When the age of retirement arrives, and the number of years is felt, one may be tempted to slow down and rest. However, in order to continue to enjoy life, it is better to give a significant place to physical activity, as well as other diversified activities. Indeed, inactivity is harmful for all sorts of reasons.
Why stay active after retirement?
Ÿ Prevention of disease risks
Regular physical activity helps prevent the development of many diseases such as osteoporosis, diabetes, heart disease, stroke, high blood pressure and even certain types of cancer, such as breast cancer. colon.
Ÿ It’s good for morale
Physical exercise releases endorphins (pleasure hormones) after 30 minutes of sustained effort. Another hormone, serotonin, affects mood by reducing anxiety and stress. Exercise also wards off depressive symptoms.
Ÿ It allows you to live better
In addition to improving the quality of sleep, reducing rheumatism and body aches, improving balance and posture, maintaining a healthy weight, practicing regular physical activity helps preserve independence and mobility, strengthening muscle mass.
Ÿ It’s good for social life
Practicing a sport or other activities allows you to meet people, make acquaintances and even friends. It helps to fill the void that forms when you retire or when the children leave home and it allows you to create a new network.
How to stay active?
Walk, take the stairs, ride a bike, swim, play with the grandchildren, garden, walk the dog… there is no shortage of ideas for physical activities that are easy to integrate into daily life.
Use weights to strengthen your muscles, do stretches to improve your flexibility and movements for mobility. Take every opportunity to move, exercise and get outside. But be careful not to overdo it, or you could hurt yourself or get discouraged.

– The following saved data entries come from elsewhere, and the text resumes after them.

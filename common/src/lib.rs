pub mod config;
pub mod diagnostics;
pub mod fbos_details;
pub mod reducer;
pub mod steps;
pub mod types;

pub use config::{
    encoder_setting, inversion_setting, BooleanSetting, CompatibilityConfig, MemoryPreferences,
    PreferenceStore, RuntimeConfig,
};
pub use diagnostics::{
    color_from_temp, version_ok, wifi_percent, ChipTemperatureDisplay, CompatibilityReport,
    TempColor, WifiStrengthDisplay,
};
pub use fbos_details::{source_fbos_config, FbosDetailsView, SourceFbosConfig};
pub use reducer::{apply_effects, bot_reducer, Action, ActionError, BotState, Effect};
pub use types::{
    ControlPanelOption, EncoderDisplay, HardwareState, InformationalSettings, SyncStatus, Xyz,
};
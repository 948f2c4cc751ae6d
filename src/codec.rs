//! Puzzle document ⇄ URL payload codec.
//!
//! A payload is `base64url(deflate(json(document)))` without padding, so it
//! survives unescaped inside a URL fragment or query string. Encoding is
//! deterministic: the serde field order is fixed and deflate at a fixed level
//! is stable, so the same document always yields the same payload.
//!
//! Decoding is all-or-nothing. Whatever stage fails (base64, inflate, JSON,
//! schema) the caller sees the same [`DecodeError`]; the stage is only
//! visible in `debug` logs.

#[cfg(test)]
#[path = "codec_test.rs"]
mod codec_test;

use std::io::{self, Write};

use base64::Engine as _;
use base64::engine::general_purpose::URL_SAFE_NO_PAD;
use flate2::write::DeflateEncoder;
use flate2::{Compression, Decompress, FlushDecompress, Status};
use serde_json::Value;

use crate::consts::MAX_DECODED_BYTES;
use crate::puzzle::PuzzleDocument;
use crate::schema;

/// The payload could not be turned into a valid puzzle.
#[derive(Debug, Clone, Copy, PartialEq, Eq, thiserror::Error)]
#[error("invalid or corrupted puzzle data")]
pub struct DecodeError;

/// Encode a document into a URL-safe payload.
#[must_use]
pub fn encode(doc: &PuzzleDocument) -> String {
    // Serializing strings, booleans and small integers into a Vec cannot fail,
    // and neither can deflating into one.
    let compressed = serde_json::to_vec(doc)
        .map_err(io::Error::from)
        .and_then(|json| deflate(&json))
        .unwrap_or_else(|e| {
            tracing::error!(error = %e, "failed to encode puzzle document");
            Vec::new()
        });
    URL_SAFE_NO_PAD.encode(compressed)
}

/// Decode a payload produced by [`encode`] back into a validated document.
///
/// Surrounding whitespace is ignored. URL scaffolding is not; strip it with
/// [`crate::link::extract_payload`] first.
///
/// # Errors
///
/// Returns [`DecodeError`] for an empty payload, bad base64, a corrupt or
/// oversized deflate stream, malformed JSON, or a schema violation.
pub fn decode(payload: &str) -> Result<PuzzleDocument, DecodeError> {
    let payload = payload.trim();
    if payload.is_empty() {
        return Err(reject("empty", &"no payload"));
    }

    let compressed = URL_SAFE_NO_PAD
        .decode(payload)
        .map_err(|e| reject("base64", &e))?;
    let json = inflate(&compressed).map_err(|e| reject("inflate", &e))?;
    let raw: Value = serde_json::from_slice(&json).map_err(|e| reject("json", &e))?;
    schema::validate(&raw).map_err(|e| reject("schema", &e))
}

fn reject(stage: &'static str, err: &dyn std::fmt::Display) -> DecodeError {
    tracing::debug!(stage, error = %err, "rejected puzzle payload");
    DecodeError
}

fn deflate(bytes: &[u8]) -> io::Result<Vec<u8>> {
    let mut encoder = DeflateEncoder::new(Vec::with_capacity(bytes.len()), Compression::best());
    encoder.write_all(bytes)?;
    encoder.finish()
}

/// Inflate a complete raw deflate stream. A stream that runs out of input
/// before its final block, or that is followed by extra bytes, is an error.
fn inflate(bytes: &[u8]) -> io::Result<Vec<u8>> {
    let cap = usize::try_from(MAX_DECODED_BYTES).unwrap_or(usize::MAX - 1);
    // One byte of headroom so a stream of exactly `cap` bytes can finish.
    let limit = cap + 1;
    let mut inflater = Decompress::new(false);
    let mut out = Vec::with_capacity(bytes.len().saturating_mul(4).min(limit));

    loop {
        if out.len() == out.capacity() {
            if out.len() >= limit {
                return Err(invalid_data("inflated payload exceeds size cap"));
            }
            out.reserve_exact(out.len().max(1024).min(limit - out.len()));
        }

        let consumed = usize::try_from(inflater.total_in()).unwrap_or(usize::MAX);
        let input = bytes.get(consumed..).unwrap_or_default();
        match inflater.decompress_vec(input, &mut out, FlushDecompress::Finish)? {
            Status::StreamEnd => break,
            Status::Ok | Status::BufError if out.len() < out.capacity() => {
                return Err(invalid_data("deflate stream is truncated"));
            }
            Status::Ok | Status::BufError => {}
        }
    }

    if usize::try_from(inflater.total_in()).map_or(true, |read| read != bytes.len()) {
        return Err(invalid_data("trailing bytes after deflate stream"));
    }
    if out.len() > cap {
        return Err(invalid_data("inflated payload exceeds size cap"));
    }
    Ok(out)
}

fn invalid_data(message: &'static str) -> io::Error {
    io::Error::new(io::ErrorKind::InvalidData, message)
}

Choose activities that you enjoy and that make you happy; this will help you maintain them over time. Try to integrate them into your daily life; it will help you maintain your motivation. Bet on regularity in order to benefit from the advantages of your investment.
Testimony of Solange
“I don’t like being bored! »
Solange, 71, is a visual arts teacher, retired ten years ago. She feels a visceral need to move. “Spending energy gives energy” is his credo.
In addition to the work she has to do at home, she walks almost every day between 30 and 60 minutes. To motivate herself and meet people, she signed up twice a week for cardio and strength training classes and dynamic stretching. This allows him to strengthen his muscles and his heart on the one hand, and to maintain his mobility and his autonomy, on the other hand.
Move – Outside
Every day, she gives herself at least one hour of physical exercise, preferably outdoors. In the winter, she does a lot of cross-country skiing and in the summer, cycling, swimming and hiking. “It helps keep me alive and in shape,” she says. Physical activity calms his anxiety and allows him to live normally.
As much for the body as for the spirit
Solange, who doesn’t like competition, prefers individual sports or activities that allow her to “release stress and find inner peace”.
Dancing, reading and artistic creation are other activities practiced with pleasure by Solange. For twenty years, she has been dancing Argentine tango in a club where she finds a nice group of friends. She is also part of a reading group that meets once a month. Also, since the beginning of the retreat, she has started creating sculptures in her studio.